Вестник Челябинского государственного университета. 2011. № 21 (236). Политические науки. Востоковедение. Вып. 11. С. 69-72.
М. С. Уланов
БУДДИЗМ И ВЛАСТЬ В СОЦИОКУЛЬТУРНОМ ПРОСТРАНСТВЕ ДОРЕВОЛЮЦИОННОЙ РОССИИ
Статья подготовлена при поддержке Российского гуманитарного научного фонда.
Грант № 10-01-36101а/Ю.
В статье рассматривается вопрос о взаимоотношениях власти и буддийской церкви в дореволюционной России. Автор отмечает терпимое отношение российских властей к буддийской религии, что способствовало формированию положительного отношения к Российскому государству у буддийских народов.
Ключевые слова: буддизм, власть, Россия, социокультурное пространство.
Социокультурное пространство России исторически формировалось как поликонфес-сиональное, полиэтничное, поликультурное образование, имеющее евразийский характер. Значимое место в евразийском пространстве России занимает буддизм. География его распространения отражает картину расселения народов, традиционно придерживающихся этого вероисповедания. В России буддизм традиционно исповедуют народы, относящиеся к двум языковым группам - монгольской (калмыки и буряты) и тюркской (тувинцы). При этом тувинцы вошли в состав России (СССР) только в середине ХХ в. В течение столетий буддизм адаптировался к местным условиям и формировал свою систему религиозных центров. В ходе исторического развития в социокультурном пространстве России к началу ХХ в. сформировалось два основных центра буддийской культуры: калмыцкий в Нижнем Поволжье, бурятский в Забайкалье.
Взаимоотношения буддийской церкви (сангхи) и власти в калмыцких степях и Забайкалье первоначально были достаточно разными. Причина этого заключалась в разном социально-политическом положении двух народов. Так, доктрина «двух законов» или союза двух властей, разработанная в монгольском буддизме, последовательно проводилась в жизнь в период существования Калмыцкого ханства. Опираясь на буддийскую идеологию, духовенство легитимировало социальные отношения и политический статус хана, формируя традицию ханской власти, освященной духовным авторитетом самого Далай-ламы1. Обретение титула «хана» именно от Далай-ламы понималось народом как благословение на правление ханством и говорило о подтверждении высшим духовным авторитетом права хана на управле-
ние государством. В результате происходила сакрализация ханской власти, которая была объективно необходима, поскольку калмыки жили вдали от других буддийских регионов2. В свою очередь, светская власть активно покровительствовала буддизму как легитимизирующей и интегрирующей силе.

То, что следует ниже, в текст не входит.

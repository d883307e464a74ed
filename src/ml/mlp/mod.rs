//! Feed-forward letter classifier: 64 ReLU, 32 ReLU, softmax over letters.

mod adam;
pub mod artifact;
mod model;
mod train;

pub use adam::{Adam, AdamConfig};
pub use artifact::{
    ArtifactError, LABELS_FILE_NAME, MODEL_FILE_NAME, SavedArtifact, WEIGHTS_FILE_NAME,
    load_trained, save_trained,
};
pub use model::{Activation, DEFAULT_HIDDEN_LAYERS, DenseLayer, MlpClassifier, ModelError, argmax};
pub use train::{
    EpochProgress, TrainError, TrainOptions, TrainOutcome, TrainingReport, evaluate,
    train_classifier,
};
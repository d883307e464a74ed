use rand::SeedableRng;
use rand::rngs::StdRng;
use rand::seq::SliceRandom;
use serde::{Deserialize, Serialize};
use thiserror::Error;
use tracing::{debug, info};

use super::adam::{Adam, AdamConfig, LayerGradients};
use super::model::{Activation, DEFAULT_HIDDEN_LAYERS, ForwardTrace, MlpClassifier, argmax};
use crate::dataset::{Partition, SplitDataset};
use crate::inference::{InferenceError, TrainedClassifier};
use crate::ml::metrics::{
    ConfusionMatrix, PerClassStats, accuracy, accuracy_percent, precision_recall_by_class,
};

/// Probabilities are clipped to `[PROB_EPSILON, 1]` before taking the log.
const PROB_EPSILON: f32 = 1e-7;

#[derive(Debug, Clone)]
pub struct TrainOptions {
    pub hidden_layers: Vec<usize>,
    pub epochs: usize,
    pub batch_size: usize,
    pub optimizer: AdamConfig,
    /// Reshuffle the training partition every epoch.
    pub shuffle: bool,
    /// Fixed seed for weight init and batch order; `None` uses OS entropy.
    pub seed: Option<u64>,
}

impl Default for TrainOptions {
    fn default() -> Self {
        Self {
            hidden_layers: DEFAULT_HIDDEN_LAYERS.to_vec(),
            epochs: 50,
            batch_size: 32,
            optimizer: AdamConfig::default(),
            shuffle: true,
            seed: None,
        }
    }
}

#[derive(Debug, Error)]
pub enum TrainError {
    #[error("training partition is empty")]
    EmptyTrainingSet,
    #[error("training needs at least 2 classes, found {found}")]
    InsufficientClasses { found: usize },
    #[error("training row {row} has {actual} features, expected {expected}")]
    FeatureLength {
        row: usize,
        expected: usize,
        actual: usize,
    },
    #[error(transparent)]
    Pairing(#[from] InferenceError),
}

/// Metrics emitted after every epoch.
#[derive(Debug, Clone, Copy, PartialEq, Serialize, Deserialize)]
pub struct EpochProgress {
    /// Zero-based epoch index.
    pub epoch: usize,
    pub epochs: usize,
    pub loss: f32,
    pub accuracy: f32,
    /// `None` when the validation partition is empty.
    pub val_loss: Option<f32>,
    pub val_accuracy: Option<f32>,
}

impl EpochProgress {
    /// Completed share of the epoch budget in `[0, 100]`.
    pub fn percent_complete(&self) -> f32 {
        if self.epochs == 0 {
            return 100.0;
        }
        (self.epoch + 1) as f32 / self.epochs as f32 * 100.0
    }
}

/// Summary of a finished training run.
#[derive(Debug, Clone)]
pub struct TrainingReport {
    pub history: Vec<EpochProgress>,
    /// Final validation accuracy in percent (two decimals); `None` when
    /// there was nothing to validate on.
    pub accuracy_percent: Option<f32>,
    pub confusion: ConfusionMatrix,
    pub per_class: Vec<PerClassStats>,
    pub train_samples: usize,
    pub validation_samples: usize,
}

impl TrainingReport {
    /// Display form of the final accuracy, e.g. `"93.75%"` or `"undefined"`.
    pub fn accuracy_display(&self) -> String {
        match self.accuracy_percent {
            Some(value) => format!("{value:.2}%"),
            None => "undefined".to_string(),
        }
    }
}

#[derive(Debug, Clone)]
pub struct TrainOutcome {
    pub classifier: TrainedClassifier,
    pub report: TrainingReport,
}

/// Fit the letter classifier on `dataset` and pair it with its label set.
///
/// `progress` receives one [`EpochProgress`] per epoch.
pub fn train_classifier(
    dataset: &SplitDataset,
    options: &TrainOptions,
    mut progress: Option<&mut dyn FnMut(&EpochProgress)>,
) -> Result<TrainOutcome, TrainError> {
    if dataset.train.is_empty() {
        return Err(TrainError::EmptyTrainingSet);
    }
    let n_classes = dataset.labels.len();
    if n_classes < 2 {
        return Err(TrainError::InsufficientClasses { found: n_classes });
    }
    let d = dataset.feature_len;
    for partition in [&dataset.train, &dataset.validation] {
        if let Some((row, x)) = partition.x.iter().enumerate().find(|(_, x)| x.len() != d) {
            return Err(TrainError::FeatureLength {
                row,
                expected: d,
                actual: x.len(),
            });
        }
    }

    let mut rng = match options.seed {
        Some(seed) => StdRng::seed_from_u64(seed),
        None => StdRng::from_rng(&mut rand::rng()),
    };
    let mut model =
        MlpClassifier::with_architecture(d, &options.hidden_layers, n_classes, &mut rng);
    let mut adam = Adam::new(options.optimizer, &model);
    let mut grads = LayerGradients::zeros_for(&model);
    let mut trace = ForwardTrace::default();
    let mut deltas: Vec<Vec<f32>> = model
        .layers()
        .iter()
        .map(|layer| vec![0.0; layer.units])
        .collect();

    info!(
        train = dataset.train.len(),
        validation = dataset.validation.len(),
        features = d,
        classes = n_classes,
        parameters = model.parameter_count(),
        epochs = options.epochs,
        "Training letter classifier"
    );

    let batch_size = options.batch_size.max(1);
    let mut indices: Vec<usize> = (0..dataset.train.len()).collect();
    let mut history = Vec::with_capacity(options.epochs);

    for epoch in 0..options.epochs {
        if options.shuffle {
            indices.shuffle(&mut rng);
        }
        let mut loss_sum = 0.0f64;
        let mut correct = 0usize;

        for batch in indices.chunks(batch_size) {
            for g in grads.iter_mut() {
                g.reset();
            }
            for &idx in batch {
                let x = &dataset.train.x[idx];
                let y = &dataset.train.y[idx];
                model.forward_trace(x, &mut trace);
                let probs = trace.output();
                loss_sum += f64::from(cross_entropy(probs, y));
                if argmax(probs).map(|(c, _)| c) == Some(dataset.train.classes[idx]) {
                    correct += 1;
                }
                accumulate_gradients(&model, &trace, y, &mut deltas, &mut grads);
            }
            let inv = 1.0 / batch.len() as f32;
            for g in grads.iter_mut() {
                g.scale(inv);
            }
            adam.apply(&mut model, &grads);
        }

        let n = dataset.train.len() as f64;
        let (val_loss, val_accuracy) = match evaluate(&model, &dataset.validation) {
            Some((loss, acc)) => (Some(loss), Some(acc)),
            None => (None, None),
        };
        let update = EpochProgress {
            epoch,
            epochs: options.epochs,
            loss: (loss_sum / n) as f32,
            accuracy: (correct as f64 / n) as f32,
            val_loss,
            val_accuracy,
        };
        debug!(
            epoch = epoch + 1,
            loss = update.loss,
            acc = update.accuracy,
            val_loss = ?update.val_loss,
            val_acc = ?update.val_accuracy,
            "Epoch finished"
        );
        if let Some(callback) = progress.as_mut() {
            callback(&update);
        }
        history.push(update);
    }

    let confusion = confusion_matrix(&model, &dataset.validation, n_classes);
    let accuracy_percent = accuracy(&confusion).map(accuracy_percent);
    let per_class = precision_recall_by_class(&confusion, dataset.labels.as_slice());
    let report = TrainingReport {
        history,
        accuracy_percent,
        confusion,
        per_class,
        train_samples: dataset.train.len(),
        validation_samples: dataset.validation.len(),
    };
    info!(accuracy = %report.accuracy_display(), "Training finished");

    let classifier = TrainedClassifier::new(model, dataset.labels.clone())?;
    Ok(TrainOutcome { classifier, report })
}

/// Mean categorical cross-entropy and accuracy; `None` for an empty partition.
pub fn evaluate(model: &MlpClassifier, partition: &Partition) -> Option<(f32, f32)> {
    if partition.is_empty() {
        return None;
    }
    let mut loss_sum = 0.0f64;
    let mut correct = 0usize;
    for ((x, y), &class_idx) in partition.x.iter().zip(&partition.y).zip(&partition.classes) {
        let Some(probs) = model.predict_proba(x) else {
            continue;
        };
        loss_sum += f64::from(cross_entropy(&probs, y));
        if argmax(&probs).map(|(c, _)| c) == Some(class_idx) {
            correct += 1;
        }
    }
    let n = partition.len() as f64;
    Some(((loss_sum / n) as f32, (correct as f64 / n) as f32))
}

fn confusion_matrix(
    model: &MlpClassifier,
    partition: &Partition,
    n_classes: usize,
) -> ConfusionMatrix {
    let mut cm = ConfusionMatrix::new(n_classes);
    for (x, &truth) in partition.x.iter().zip(&partition.classes) {
        if let Some((predicted, _)) = model.predict_proba(x).as_deref().and_then(argmax) {
            cm.add(truth, predicted);
        }
    }
    cm
}

fn cross_entropy(probs: &[f32], target: &[f32]) -> f32 {
    probs
        .iter()
        .zip(target)
        .filter(|(_, t)| **t > 0.0)
        .map(|(p, t)| -t * p.clamp(PROB_EPSILON, 1.0).ln())
        .sum()
}

/// Backpropagate one sample and add its gradients to `grads`.
fn accumulate_gradients(
    model: &MlpClassifier,
    trace: &ForwardTrace,
    target: &[f32],
    deltas: &mut [Vec<f32>],
    grads: &mut [LayerGradients],
) {
    let layers = model.layers();
    let last = layers.len() - 1;

    // Softmax with cross-entropy: dL/dz = p - y.
    for ((delta, p), t) in deltas[last].iter_mut().zip(trace.output()).zip(target) {
        *delta = p - t;
    }

    for l in (0..layers.len()).rev() {
        let layer = &layers[l];
        let input = &trace.activations[l];
        let (lower, upper) = deltas.split_at_mut(l);
        let delta = &upper[0];
        let grad = &mut grads[l];
        for u in 0..layer.units {
            let du = delta[u];
            if du == 0.0 {
                continue;
            }
            grad.bias[u] += du;
            let row = &mut grad.weights[u * layer.input_dim..(u + 1) * layer.input_dim];
            for (g, &a) in row.iter_mut().zip(input) {
                *g += du * a;
            }
        }
        if l == 0 {
            break;
        }
        let prev = &mut lower[l - 1];
        let prev_pre = &trace.pre_activations[l - 1];
        debug_assert_eq!(layers[l - 1].activation, Activation::Relu);
        for (i, slot) in prev.iter_mut().enumerate() {
            if prev_pre[i] <= 0.0 {
                *slot = 0.0;
                continue;
            }
            let mut sum = 0.0f32;
            for u in 0..layer.units {
                sum += layer.weights[u * layer.input_dim + i] * delta[u];
            }
            *slot = sum;
        }
    }
}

В период существования Калмыцкого ханства позиции сангхи менялись в зависимости от силы светских властей. При наличии сильной, централизованной светской власти сангха в Калмыцком ханстве играла главным образом вспомогательную легитимирующую роль. Поэтому, например, время правления Аюки-хана являлось периодом определенной внутриполитической стагнации для буддийской церковной организации ханства3. Во времена же ослабления ханской власти сангха более активно вмешивалась во внутреннюю политику государства, пытаясь реализовывать социально-политические концепции буддизма.
Буддийское духовенство Калмыцкого ханства активно участвовало в установлении политических и культурных связей Калмыцкого государства с Джунгарией и Тибетом с целью объединения ойратских ханств под тибетским идеологическим патронажем. В то же время буддийское духовенство калмыков, контактируя с российской администрацией и легитимируя систему договоров, принимало участие и в формировании политических отношений между Калмыцким ханством и Российской империей.

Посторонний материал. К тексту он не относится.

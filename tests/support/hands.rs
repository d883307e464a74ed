use bisindo::landmarks::{HAND_LANDMARK_COUNT, Hand, LandmarkPoint};

/// A hand pose for letter number `letter`, wobbling slightly with `frame`.
///
/// Poses for different letters sit far apart so a small network separates
/// them quickly.
pub fn pose(letter: usize, frame: u64) -> Hand {
    let wobble = ((frame % 7) as f32 - 3.0) * 0.004;
    let offset = letter as f32 * 0.3;
    let points = (0..HAND_LANDMARK_COUNT)
        .map(|idx| {
            let t = idx as f32 / HAND_LANDMARK_COUNT as f32;
            let bend = if letter % 2 == 0 { t } else { 1.0 - t };
            LandmarkPoint::new(offset + t + wobble, bend * 0.5 + wobble, -0.05 * t)
        })
        .collect();
    Hand::new(points)
}
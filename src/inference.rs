//! Letter prediction from feature vectors.
//!
//! A [`TrainedClassifier`] is the only way to pair a model with labels, and
//! it refuses pairs whose output width differs from the label count. The
//! [`ClassifierHandle`] lets the live loop keep predicting while a training
//! run swaps in a new pair.

use std::path::Path;
use std::sync::{Arc, RwLock};

use serde::Serialize;
use thiserror::Error;
use tracing::{info, warn};

use crate::dataset::LabelSet;
use crate::landmarks::FeatureVector;
use crate::ml::mlp::{ArtifactError, MlpClassifier, argmax, load_trained};

#[derive(Debug, Clone, PartialEq, Eq, Error)]
pub enum InferenceError {
    #[error("feature vector has {actual} values, model expects {expected}")]
    FeatureDimensionMismatch { expected: usize, actual: usize },
    #[error("model has {outputs} outputs but {labels} labels")]
    LabelCountMismatch { outputs: usize, labels: usize },
    #[error("no classifier loaded")]
    NoModel,
}

/// Most probable letter for one feature vector.
#[derive(Debug, Clone, PartialEq, Serialize)]
pub struct Prediction {
    pub label: String,
    pub confidence: f32,
}

/// A model together with the exact label set it was trained on.
#[derive(Debug, Clone, PartialEq)]
pub struct TrainedClassifier {
    model: MlpClassifier,
    labels: LabelSet,
}

impl TrainedClassifier {
    pub fn new(model: MlpClassifier, labels: LabelSet) -> Result<Self, InferenceError> {
        if model.output_dim() != labels.len() {
            return Err(InferenceError::LabelCountMismatch {
                outputs: model.output_dim(),
                labels: labels.len(),
            });
        }
        Ok(Self { model, labels })
    }

    pub fn model(&self) -> &MlpClassifier {
        &self.model
    }

    pub fn labels(&self) -> &LabelSet {
        &self.labels
    }

    pub fn input_dim(&self) -> usize {
        self.model.input_dim()
    }

    /// Full probability distribution over the label set.
    pub fn probabilities(&self, features: &FeatureVector) -> Result<Vec<f32>, InferenceError> {
        self.model
            .predict_proba(features.as_slice())
            .ok_or(InferenceError::FeatureDimensionMismatch {
                expected: self.model.input_dim(),
                actual: features.len(),
            })
    }

    pub fn predict(&self, features: &FeatureVector) -> Result<Prediction, InferenceError> {
        let probs = self.probabilities(features)?;
        let (index, confidence) = argmax(&probs).ok_or(InferenceError::NoModel)?;
        let label = self
            .labels
            .get(index)
            .ok_or(InferenceError::LabelCountMismatch {
                outputs: probs.len(),
                labels: self.labels.len(),
            })?;
        Ok(Prediction {
            label: label.to_string(),
            confidence,
        })
    }
}

/// Shared, atomically swappable slot for the active classifier.
#[derive(Debug, Clone, Default)]
pub struct ClassifierHandle {
    current: Arc<RwLock<Option<Arc<TrainedClassifier>>>>,
}

impl ClassifierHandle {
    pub fn new() -> Self {
        Self::default()
    }

    /// Replace the active classifier; readers see the old or new pair, never a mix.
    pub fn install(&self, classifier: TrainedClassifier) {
        let labels = classifier.labels().len();
        let next = Some(Arc::new(classifier));
        match self.current.write() {
            Ok(mut guard) => *guard = next,
            Err(poisoned) => *poisoned.into_inner() = next,
        }
        info!(labels, "Classifier installed");
    }

    pub fn clear(&self) {
        match self.current.write() {
            Ok(mut guard) => *guard = None,
            Err(poisoned) => *poisoned.into_inner() = None,
        }
    }

    pub fn snapshot(&self) -> Option<Arc<TrainedClassifier>> {
        match self.current.read() {
            Ok(guard) => guard.clone(),
            Err(poisoned) => poisoned.into_inner().clone(),
        }
    }

    pub fn is_loaded(&self) -> bool {
        self.snapshot().is_some()
    }

    pub fn predict(&self, features: &FeatureVector) -> Result<Prediction, InferenceError> {
        let classifier = self.snapshot().ok_or(InferenceError::NoModel)?;
        classifier.predict(features)
    }

    /// Load the persisted classifier and install it.
    ///
    /// On failure the handle keeps whatever it held before and the error is
    /// logged; there is no retry.
    pub fn load_from(&self, model_path: &Path, labels_path: &Path) -> Result<(), ArtifactError> {
        match load_trained(model_path, labels_path) {
            Ok(classifier) => {
                self.install(classifier);
                Ok(())
            }
            Err(err) => {
                warn!(path = %model_path.display(), "Failed to load classifier: {err}");
                Err(err)
            }
        }
    }
}

#[cfg(test)]
mod tests {
    use super::*;
    use crate::ml::mlp::{Activation, DenseLayer};

    /// Two inputs, two letters: picks "A" when x0 > x1.
    fn comparator() -> TrainedClassifier {
        let layer = DenseLayer {
            input_dim: 2,
            units: 2,
            activation: Activation::Softmax,
            weights: vec![4.0, -4.0, -4.0, 4.0],
            bias: vec![0.0, 0.0],
        };
        let model = MlpClassifier::new(vec![layer]).unwrap();
        TrainedClassifier::new(model, LabelSet::from_labels(["A", "B"])).unwrap()
    }

    #[test]
    fn predicts_argmax_label_with_confidence() {
        let classifier = comparator();
        let prediction = classifier.predict(&FeatureVector::new(vec![1.0, 0.0])).unwrap();
        assert_eq!(prediction.label, "A");
        assert!(prediction.confidence > 0.99);
        let prediction = classifier.predict(&FeatureVector::new(vec![0.0, 1.0])).unwrap();
        assert_eq!(prediction.label, "B");
    }

    #[test]
    fn repeated_calls_are_identical() {
        let classifier = comparator();
        let input = FeatureVector::new(vec![0.3, 0.7]);
        assert_eq!(
            classifier.predict(&input).unwrap(),
            classifier.predict(&input).unwrap()
        );
    }

    #[test]
    fn wrong_length_is_rejected() {
        let err = comparator()
            .predict(&FeatureVector::new(vec![1.0, 0.0, 0.0]))
            .unwrap_err();
        assert_eq!(
            err,
            InferenceError::FeatureDimensionMismatch {
                expected: 2,
                actual: 3
            }
        );
    }

    #[test]
    fn mismatched_pairing_cannot_be_built() {
        let model = comparator().model().clone();
        let labels = LabelSet::from_labels(["A", "B", "C"]);
        let err = TrainedClassifier::new(model, labels).unwrap_err();
        assert_eq!(err, InferenceError::LabelCountMismatch { outputs: 2, labels: 3 });
    }

    #[test]
    fn handle_swaps_whole_pairs() {
        let handle = ClassifierHandle::new();
        let input = FeatureVector::new(vec![1.0, 0.0]);
        assert_eq!(handle.predict(&input), Err(InferenceError::NoModel));

        handle.install(comparator());
        let before = handle.snapshot().unwrap();
        assert_eq!(handle.predict(&input).unwrap().label, "A");

        let layer = DenseLayer {
            input_dim: 2,
            units: 2,
            activation: Activation::Softmax,
            weights: vec![4.0, -4.0, -4.0, 4.0],
            bias: vec![0.0, 0.0],
        };
        let renamed = TrainedClassifier::new(
            MlpClassifier::new(vec![layer]).unwrap(),
            LabelSet::from_labels(["X", "Y"]),
        )
        .unwrap();
        handle.install(renamed);
        assert_eq!(handle.predict(&input).unwrap().label, "X");
        assert_eq!(before.predict(&input).unwrap().label, "A");
    }
}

После ухода большей части калмыков в Джунгарию позиции буддизма в Калмыкии ослабли, так как вместе с ушедшими калмыками откочевало большинство хурулов и лам. Вместо единого духовного лидера в каждом улусе стали избирать собственного верховного Ламу.
Вновь стали возрождаться добуддийские культы. При этом люди, практиковавшие их, не только не противопоставляли себя буддизму, но, наоборот, идентифицировали себя с ним. Причиной этого, вероятно, были антишаман-ские статьи, содержавшиеся в Монголо-ойрат-ских законах 1640 г., продолжавших действовать в качестве обычного права калмыков.

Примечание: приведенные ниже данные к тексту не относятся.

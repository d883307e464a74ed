#![allow(dead_code)]

pub mod env;
pub mod hands;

В последующий период буддийская сангха Калмыкии благодаря специально принятым законоположениям Российского государства обрела четкую централизованную структуру, которая отличалась от церковных организаций в других буддийских странах. Так, в 1847 г. вышло «Положение по управлению калмыцким народом», по которому вся религиозная власть сосредотачивалась в руках Ламы Калмыцкого народа. Буддийский иерарх назначался Сенатом с согласия Министерства государственных имуществ, поэтому фактически являлся должностным лицом в системе государственной администрации.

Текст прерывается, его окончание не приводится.